* WHAT THE TASK ASKS
In the entries below, find every line holding the string "DrugCategory" and collect it.

___ DATA TO PROCESS ___

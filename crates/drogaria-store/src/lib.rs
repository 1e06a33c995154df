//! # drogaria-store: Session State for Drogaria POS
//!
//! Registries, catalog lookup, the sales log and the customer export.
//! Everything lives in memory for the length of one run.
//!
//! ## Architecture Position
//! ```text
//! ┌─────────────────────────────────────────────────────────────────────────┐
//! │                        Drogaria POS Data Flow                           │
//! │                                                                         │
//! │  CLI menu (make sale)                                                  │
//! │       │                                                                 │
//! │       ▼                                                                 │
//! │  ┌─────────────────────────────────────────────────────────────────┐   │
//! │  │                  drogaria-store (THIS CRATE)                    │   │
//! │  │                                                                 │   │
//! │  │   ┌───────────────┐    ┌───────────────┐    ┌──────────────┐  │   │
//! │  │   │   Pharmacy    │    │  Registries   │    │   Export     │  │   │
//! │  │   │ (pharmacy.rs) │    │ (registry/)   │    │ (export.rs)  │  │   │
//! │  │   │               │    │               │    │              │  │   │
//! │  │   │ begin_sale    │───►│ Customers     │    │ clientes.csv │  │   │
//! │  │   │ finalize_sale │    │ Drugs         │───►│              │  │   │
//! │  │   │ statistics    │    │ Laboratories  │    │              │  │   │
//! │  │   │               │    │ SalesLog      │    │              │  │   │
//! │  │   └───────────────┘    └───────────────┘    └──────────────┘  │   │
//! │  └─────────────────────────────────────────────────────────────────┘   │
//! │       │                                                                 │
//! │       ▼                                                                 │
//! │  drogaria-core (Cart, DiscountPolicy, SalesReport)                     │
//! └─────────────────────────────────────────────────────────────────────────┘
//! ```
//!
//! ## Module Organization
//!
//! - [`pharmacy`] - Session facade and configuration
//! - [`registry`] - Keyed repositories and the sales log
//! - [`export`] - Customer CSV writer
//! - [`error`] - Store error types
//!
//! ## Usage
//!
//! ```rust
//! use drogaria_core::{DrugCategory, Money, NewDrug};
//! use drogaria_store::Pharmacy;
//!
//! let pharmacy = Pharmacy::default();
//! pharmacy.register_customer("123", "Ana", "17/05/1990")?;
//! pharmacy.register_drug(NewDrug {
//!     name: "Camomila".into(),
//!     active_compound: "Matricaria recutita".into(),
//!     manufacturer: "Herbarium".into(),
//!     description: "chá".into(),
//!     unit_price: Money::from_cents(1_500),
//!     category: DrugCategory::Herbal,
//!     prescription_required: false,
//! })?;
//!
//! let mut cart = pharmacy.begin_sale("123")?;
//! pharmacy.add_item_by_name(&mut cart, "Camomila")?;
//! let sale = pharmacy.finalize_sale(cart)?;
//!
//! assert_eq!(sale.total, Money::from_cents(1_500));
//! assert_eq!(pharmacy.top_seller().as_deref(), Some("Camomila"));
//! # Ok::<(), drogaria_core::CoreError>(())
//! ```

// =============================================================================
// Module Declarations
// =============================================================================

pub mod error;
pub mod export;
pub mod pharmacy;
pub mod registry;

// =============================================================================
// Re-exports
// =============================================================================

pub use error::{StoreError, StoreResult};
pub use pharmacy::{Pharmacy, PharmacyConfig};
pub use registry::DuplicatePolicy;

// Repository re-exports for convenience
pub use registry::customer::CustomerRepository;
pub use registry::drug::DrugRepository;
pub use registry::laboratory::LaboratoryRepository;
pub use registry::sales::SalesLog;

___

* SOLUTION FOR THIS PROBLEM
//! use drogaria_core::{DrugCategory, Money, NewDrug};
//!     category: DrugCategory::Herbal,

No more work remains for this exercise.